An exact copy of all the data below is required.
==== Input data ====
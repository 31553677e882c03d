use ndarray::{Array1, Array2, Axis};

/// Per-column standardization: `(x - mean) / std` with the population
/// standard deviation (ddof = 0).
///
/// Columns with zero variance scale to all zeros.
#[derive(Debug, Clone, PartialEq)]
pub struct StandardScaler {
    pub mean: Array1<f64>,
    pub std: Array1<f64>,
}

impl StandardScaler {
    pub fn fit(x: &Array2<f64>) -> Self {
        let cols = x.ncols();
        if x.nrows() == 0 {
            return StandardScaler {
                mean: Array1::zeros(cols),
                std: Array1::zeros(cols),
            };
        }
        let mean = x.mean_axis(Axis(0)).unwrap_or_else(|| Array1::zeros(cols));
        let std = x.std_axis(Axis(0), 0.0);
        StandardScaler { mean, std }
    }

    pub fn transform(&self, x: &Array2<f64>) -> Array2<f64> {
        let mut out = x - &self.mean;
        for (mut col, &s) in out.axis_iter_mut(Axis(1)).zip(self.std.iter()) {
            if s > 0.0 && s.is_finite() {
                col /= s;
            } else {
                col.fill(0.0);
            }
        }
        out
    }

    pub fn fit_transform(x: &Array2<f64>) -> (Self, Array2<f64>) {
        let scaler = Self::fit(x);
        let scaled = scaler.transform(x);
        (scaler, scaled)
    }
}

#[cfg(test)]
mod tests {
    use super::*;
    use ndarray::array;

    #[test]
    fn constant_column_scales_to_zero() {
        let x = array![[5.0, 1.0], [5.0, 2.0], [5.0, 3.0]];
        let (_, scaled) = StandardScaler::fit_transform(&x);
        assert!(scaled.column(0).iter().all(|&v| v == 0.0));
        assert!(scaled.iter().all(|v| v.is_finite()));
    }

    #[test]
    fn scaled_columns_have_zero_mean_unit_variance() {
        let x = array![[1.0], [2.0], [3.0], [4.0]];
        let (scaler, scaled) = StandardScaler::fit_transform(&x);
        assert!((scaler.mean[0] - 2.5).abs() < 1e-12);
        let mean: f64 = scaled.column(0).sum() / 4.0;
        let var: f64 = scaled.column(0).iter().map(|v| v * v).sum::<f64>() / 4.0;
        assert!(mean.abs() < 1e-12);
        assert!((var - 1.0).abs() < 1e-12);
    }

    #[test]
    fn single_row_is_all_zero() {
        let x = array![[3.0, 4.0]];
        let (_, scaled) = StandardScaler::fit_transform(&x);
        assert_eq!(scaled, array![[0.0, 0.0]]);
    }
}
====
## [Result]
repository 31553677e882c03d
use ndarray::{Array1, Array2, Axis};

/// Per-column standardization: `(x - mean) / std` with the population
/// standard deviation (ddof = 0).
///
/// Columns with zero variance scale to all zeros.
#[derive(Debug, Clone, PartialEq)]
pub struct StandardScaler {
    pub mean: Array1<f64>,
    pub std: Array1<f64>,
}

impl StandardScaler {
    pub fn fit(x: &Array2<f64>) -> Self {
        let cols = x.ncols();
        if x.nrows() == 0 {
            return StandardScaler {
                mean: Array1::zeros(cols),
                std: Array1::zeros(cols),
            };
        }
        let mean = x.mean_axis(Axis(0)).unwrap_or_else(|| Array1::zeros(cols));
        let std = x.std_axis(Axis(0), 0.0);
        StandardScaler { mean, std }
    }

    pub fn transform(&self, x: &Array2<f64>) -> Array2<f64> {
        let mut out = x - &self.mean;
        for (mut col, &s) in out.axis_iter_mut(Axis(1)).zip(self.std.iter()) {
            if s > 0.0 && s.is_finite() {
                col /= s;
            } else {
                col.fill(0.0);
            }
        }
        out
    }

    pub fn fit_transform(x: &Array2<f64>) -> (Self, Array2<f64>) {
        let scaler = Self::fit(x);
        let scaled = scaler.transform(x);
        (scaler, scaled)
    }
}

#[cfg(test)]
mod tests {
    use super::*;
    use ndarray::array;

    #[test]
    fn constant_column_scales_to_zero() {
        let x = array![[5.0, 1.0], [5.0, 2.0], [5.0, 3.0]];
        let (_, scaled) = StandardScaler::fit_transform(&x);
        assert!(scaled.column(0).iter().all(|&v| v == 0.0));
        assert!(scaled.iter().all(|v| v.is_finite()));
    }

    #[test]
    fn scaled_columns_have_zero_mean_unit_variance() {
        let x = array![[1.0], [2.0], [3.0], [4.0]];
        let (scaler, scaled) = StandardScaler::fit_transform(&x);
        assert!((scaler.mean[0] - 2.5).abs() < 1e-12);
        let mean: f64 = scaled.column(0).sum() / 4.0;
        let var: f64 = scaled.column(0).iter().map(|v| v * v).sum::<f64>() / 4.0;
        assert!(mean.abs() < 1e-12);
        assert!((var - 1.0).abs() < 1e-12);
    }

    #[test]
    fn single_row_is_all_zero() {
        let x = array![[3.0, 4.0]];
        let (_, scaled) = StandardScaler::fit_transform(&x);
        assert_eq!(scaled, array![[0.0, 0.0]]);
    }
}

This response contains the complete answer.